NeurIPS 2021 Lead Author Spotlight
Ran Liu, PhD Machine Learning student
We introduced a novel unsupervised approach for learning disentangled representations of neural activity called SwapVAE. Our approach combines a generative modeling framework with an instance-specific alignment loss that tries to maximize the representational similarity between transformed views of the input (brain state). Through evaluations on both synthetic data and neural recordings from hundreds of neurons in different primate brains, we show that it is possible to build representations that disentangle neural datasets along relevant latent dimensions linked to behavior.
Q&A with Ran Liu
(click question to show answer)
What motivated your work on this paper?
Brain activities are often complex and noisy, yet it is believed by neuroscientists that a low-dimensional neural representation that governs neural signals exists. The biggest motivation of this project is to find a low-dimensional representation space that could ‘explain’ the neural signals. Our work SwapVAE presents an initial step towards this goal by combining self-supervised learning (SSL) techniques with the generative modeling framework to learn interpretable representations of neural activities.

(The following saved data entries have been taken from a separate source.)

impl RecordFetcher {
    /// Open an existing database read-only
    pub fn open(path: impl AsRef<Path>, manifest: ExportManifest) -> StoreResult<Self> {
        let conn = Connection::open_with_flags(
            path.as_ref(),
            OpenFlags::SQLITE_OPEN_READ_ONLY | OpenFlags::SQLITE_OPEN_NO_MUTEX,
        )?;
        Self::from_connection(conn, manifest)
    }

    pub fn from_connection(conn: Connection, manifest: ExportManifest) -> StoreResult<Self> {
        manifest.validate()?;
        Ok(Self {
            conn: Mutex::new(conn),
            manifest,
        })
    }

    pub fn manifest(&self) -> &ExportManifest {
        &self.manifest
    }

    fn lock(&self) -> StoreResult<MutexGuard<'_, Connection>> {
        self.conn.lock().map_err(|_| StoreError::Poisoned)
    }

    /// Collect every row belonging to the principal matching `name` and `credential`
    ///
    /// Blocking; call from `spawn_blocking` in async contexts.
    pub fn fetch(&self, name: &str, credential: &str) -> StoreResult<Dump> {
        let conn = self.lock()?;
        let m = &self.manifest;
        let mut dump = Dump::new();

        // Principal
        let principal = query(
            &conn,
            &format!(
                "SELECT * FROM {} WHERE {} = ?1 AND {} = ?2 LIMIT 2",
                quote_ident(&m.principal.table),
                quote_ident(&m.principal.name_column),
                quote_ident(&m.principal.credential_column),
            ),
            &[SqlValue::Text(name.into()), SqlValue::Text(credential.into())],
        )?;
        let principal_row = match principal.rows.as_slice() {
            [row] => row,
            [] => {
                tracing::info!(table = %m.principal.table, "No principal matches identity claim");
                return Err(StoreError::IdentityNotFound);
            }
            _ => {
                tracing::warn!(table = %m.principal.table, "Identity claim matches several principals");
                return Err(StoreError::IdentityNotFound);
            }
        };
        let principal_id = principal
            .column(principal_row, &m.principal.id_column)
            .ok_or_else(|| {
                StoreError::Manifest(format!(
                    "{} has no column {}",
                    m.principal.table, m.principal.id_column
                ))
            })?;

        let mut columns = Vec::new();
        let mut values = Vec::new();
        for col in &m.principal.export_columns {
            if let Some(value) = principal.column(principal_row, col) {
                columns.push(col.clone());
                values.push(value);
            }
        }

        // Aggregate root
        let aggregate = query(
            &conn,
            &format!(
                "SELECT * FROM {} WHERE {} = ?1 LIMIT 2",
                quote_ident(&m.aggregate.table),
                quote_ident(&m.aggregate.owner_column),
            ),
            &[to_sql(&principal_id)],
        )?;
        let aggregate_row = match aggregate.rows.as_slice() {
            [row] => row,
            rows => {
                tracing::warn!(
                    table = %m.aggregate.table,
                    found = rows.len(),
                    "Principal does not own exactly one aggregate root"
                );
                return Err(StoreError::IdentityNotFound);
            }
        };
        let aggregate_id = aggregate
            .column(aggregate_row, &m.aggregate.id_column)
            .ok_or_else(|| {
                StoreError::Manifest(format!(
                    "{} has no column {}",
                    m.aggregate.table, m.aggregate.id_column
                ))
            })?;
        tracing::debug!(
            principal_id = ?principal_id,
            aggregate_id = ?aggregate_id,
            "Resolved identity"
        );

        dump.push_row(DumpRecord::new(m.principal.table.clone(), columns, values));
        dump.push_row(self.record(&m.aggregate.table, &aggregate.columns, aggregate_row));

        // Dependent tables
        for table in &m.tables {
            let introspected = match query(
                &conn,
                &format!("SELECT * FROM {} LIMIT 0", quote_ident(&table.name)),
                &[],
            ) {
                Ok(rows) => rows.columns,
                Err(e) => {
                    tracing::error!(table = %table.name, error = %e, "Table export failed");
                    dump.push_comment(format!("Error exporting from {}: {e}", table.name));
                    continue;
                }
            };

            let Some(scope) = m.resolve_scope(table, &introspected) else {
                match table.scope {
                    Some(pinned) => tracing::warn!(
                        table = %table.name,
                        column = %m.key_column(pinned),
                        "Pinned scope column missing, skipping table"
                    ),
                    None => tracing::warn!(
                        table = %table.name,
                        "No {} or {} column, skipping table",
                        m.aggregate_key_column,
                        m.principal_key_column
                    ),
                }
                continue;
            };

            let (key_column, key) = match scope {
                Scope::AggregateRoot => (&m.aggregate_key_column, &aggregate_id),
                Scope::Principal => (&m.principal_key_column, &principal_id),
            };
            let sql = format!(
                "SELECT * FROM {} WHERE {} = ?1",
                quote_ident(&table.name),
                quote_ident(key_column)
            );
            match query(&conn, &sql, &[to_sql(key)]) {
                Ok(rows) => {
                    tracing::debug!(
                        table = %table.name,
                        scope = ?scope,
                        rows = rows.rows.len(),
                        "Exported table"
                    );
                    for row in &rows.rows {
                        dump.push_row(self.record(&table.name, &rows.columns, row));
                    }
                }
                Err(e) => {
                    tracing::error!(table = %table.name, error = %e, "Table export failed");
                    dump.push_comment(format!("Error exporting from {}: {e}", table.name));
                }
            }
        }

        Ok(dump)
    }

    /// A row with excluded columns dropped
    fn record(&self, table: &str, columns: &[String], row: &[Value]) -> DumpRecord {
        let (columns, values) = columns
            .iter()
            .zip(row)
            .filter(|(c, _)| !self.manifest.is_excluded(c))
            .map(|(c, v)| (c.clone(), v.clone()))
            .unzip();
        DumpRecord::new(table, columns, values)
    }
}

fn query(conn: &Connection, sql: &str, params: &[SqlValue]) -> rusqlite::Result<Rows> {
    let mut stmt = conn.prepare(sql)?;
    let columns: Vec<String> = stmt.column_names().into_iter().map(String::from).collect();
    let width = columns.len();

    let rows = stmt
        .query_map(params_from_iter(params.iter()), |row| {
            (0..width)
                .map(|i| row.get_ref(i).map(from_sql))
                .collect::<rusqlite::Result<Vec<_>>>()
        })?
        .collect::<rusqlite::Result<Vec<_>>>()?;

    Ok(Rows { columns, rows })
}

fn from_sql(value: ValueRef<'_>) -> Value {
    match value {
        ValueRef::Null => Value::Null,
        ValueRef::Integer(i) => Value::Integer(i),
        ValueRef::Real(r) => Value::Real(r),
        // TEXT that isn't UTF-8 keeps its exact bytes
        ValueRef::Text(t) => match std::str::from_utf8(t) {
            Ok(text) => Value::Text(text.to_owned()),
            Err(_) => Value::Blob(t.to_vec()),
        },
        ValueRef::Blob(b) => Value::Blob(b.to_vec()),
    }
}
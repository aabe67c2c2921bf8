use axum::{
    Router,
    routing::{get, post},
};
use tower_http::trace::TraceLayer;

use crate::state::AppState;

mod export;
mod health;
mod index;
mod publickey;

pub fn router(state: AppState) -> Router {
    Router::new()
        .route("/", get(index::form_page))
        .route("/export", post(export::export_account))
        .route("/publickey", get(publickey::get_public_key))
        .route("/health", get(health::health_check))
        .layer(TraceLayer::new_for_http())
        .with_state(state)
}
//! takeout-storage: Identity-scoped record fetching
//!
//! The source database is an external collaborator; what belongs to an
//! account is described by an [`ExportManifest`] and confirmed against the
//! live schema by introspection.
//!
//! ## Scoping
//!
//! | Table kind     | Filter                                   |
//! |----------------|------------------------------------------|
//! | Principal      | name and credential, exactly one match   |
//! | Aggregate root | owner column equals the principal id     |
//! | Dependent      | aggregate key column, else principal key |
//!
//! Dependent tables with neither key column are skipped and logged.

mod error;
mod fetcher;
mod manifest;

pub use error::{StoreError, StoreResult};
pub use fetcher::RecordFetcher;
pub use manifest::{AggregateSpec, DEFAULT_TABLES, ExportManifest, PrincipalSpec, Scope, TableSpec};
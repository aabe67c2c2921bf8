use thiserror::Error;

#[derive(Error, Debug)]
pub enum ProtoError {
    #[error("JSON error: {0}")]
    Json(#[from] serde_json::Error),

    #[error("Base64 decode error: {0}")]
    Base64(#[from] base64::DecodeError),

    #[error("Armor parse error: {0}")]
    ArmorParse(String),

    #[error("Dump parse error at line {line}: {message}")]
    DumpParse { line: usize, message: String },

    #[error("Invalid format: {0}")]
    InvalidFormat(String),

    #[error("Archive error: {0}")]
    Archive(String),

    #[error("Archive is missing its {0} member")]
    MissingMember(&'static str),

    #[error("Unexpected archive member: {0}")]
    UnexpectedMember(String),

    #[error("Archive member {name} inflates past {limit} bytes")]
    MemberTooLarge { name: String, limit: u64 },

    #[error("I/O error: {0}")]
    Io(#[from] std::io::Error),
}

impl From<zip::result::ZipError> for ProtoError {
    fn from(e: zip::result::ZipError) -> Self {
        ProtoError::Archive(e.to_string())
    }
}

pub type ProtoResult<T> = Result<T, ProtoError>;
use anyhow::Result;
use clap::{Parser, Subcommand};
use takeout_core::BackendKind;
use tracing_subscriber::{EnvFilter, fmt};

mod commands;
mod config;
mod output;

#[derive(Parser)]
#[command(name = "takeout")]
#[command(about = "Verify and decrypt signed account exports")]
#[command(version)]
struct Cli {
    /// Output format
    #[arg(long, global = true)]
    json: bool,

    /// Native keyring directory
    #[arg(long, global = true, env = "TAKEOUT_KEYRING")]
    keyring: Option<String>,

    /// Crypto backend: native or gpg
    #[arg(long, global = true, env = "TAKEOUT_BACKEND")]
    backend: Option<BackendKind>,

    /// GnuPG home directory (gpg backend)
    #[arg(long, global = true, env = "TAKEOUT_GNUPG_HOME")]
    gnupg_home: Option<String>,

    /// Export server URL
    #[arg(long, global = true, env = "TAKEOUT_SERVER")]
    server: Option<String>,

    /// Debug logging
    #[arg(long, global = true)]
    debug: bool,

    #[command(subcommand)]
    command: Commands,
}

#[derive(Subcommand)]
enum Commands {
    /// Decrypt an export archive and check its signature
    Verify(commands::verify::VerifyArgs),
    /// Download the server's public key
    FetchKey(commands::fetch_key::FetchKeyArgs),
    /// Manage keys
    Key {
        #[command(subcommand)]
        action: commands::key::KeyCommand,
    },
    /// Manage configuration
    Config {
        #[command(subcommand)]
        action: commands::config::ConfigCommand,
    },
}

#[tokio::main]
async fn main() -> Result<()> {
    let cli = Cli::parse();

    // Initialize tracing
    let filter = if cli.debug {
        EnvFilter::try_from_default_env()
            .unwrap_or_else(|_| EnvFilter::new("takeout_cli=debug,takeout_core=debug"))
    } else {
        EnvFilter::try_from_default_env().unwrap_or_else(|_| EnvFilter::new("takeout_cli=warn"))
    };

    fmt()
        .with_env_filter(filter)
        .with_target(false)
        .with_writer(std::io::stderr)
        .with_timer(fmt::time::uptime())
        .init();

    let ctx = commands::Context {
        json_output: cli.json,
        keyring_override: cli.keyring,
        backend_override: cli.backend,
        gnupg_home_override: cli.gnupg_home,
        server_override: cli.server,
        debug: cli.debug,
    };

    match cli.command {
        Commands::Verify(args) => commands::verify::run(args, &ctx).await,
        Commands::FetchKey(args) => commands::fetch_key::run(args, &ctx).await,
        Commands::Key { action } => commands::key::run(action, &ctx).await,
        Commands::Config { action } => commands::config::run(action, &ctx).await,
    }
}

If readers remember one takeaway from the paper, what should it be and why?
It should be our latent space augmentation operation BlockSwap. BlockSwap makes the latent representation more interpretable by separating the latent representation into augmentation-invariant information and augmentation-variant information, and swapping the invariant part before reconstruction. We hope BlockSwap can be applied in other scenarios when interpretability matters.
Were there any “aha” moments or lessons that you’ll use to inform your future work?
My lesson was summarized 2000 years ago by Aristotle: “For the things we have to learn before we can do them, we learn by doing them.”
What are you most excited for at NeurIPS and what do you hope to take away from the experience?
I am excited to check out other cutting-edge works! I hope to learn from the computational neuroscientists to see how they approach similar problems, and am also excited to learn from other deep learning scientists for inspiration.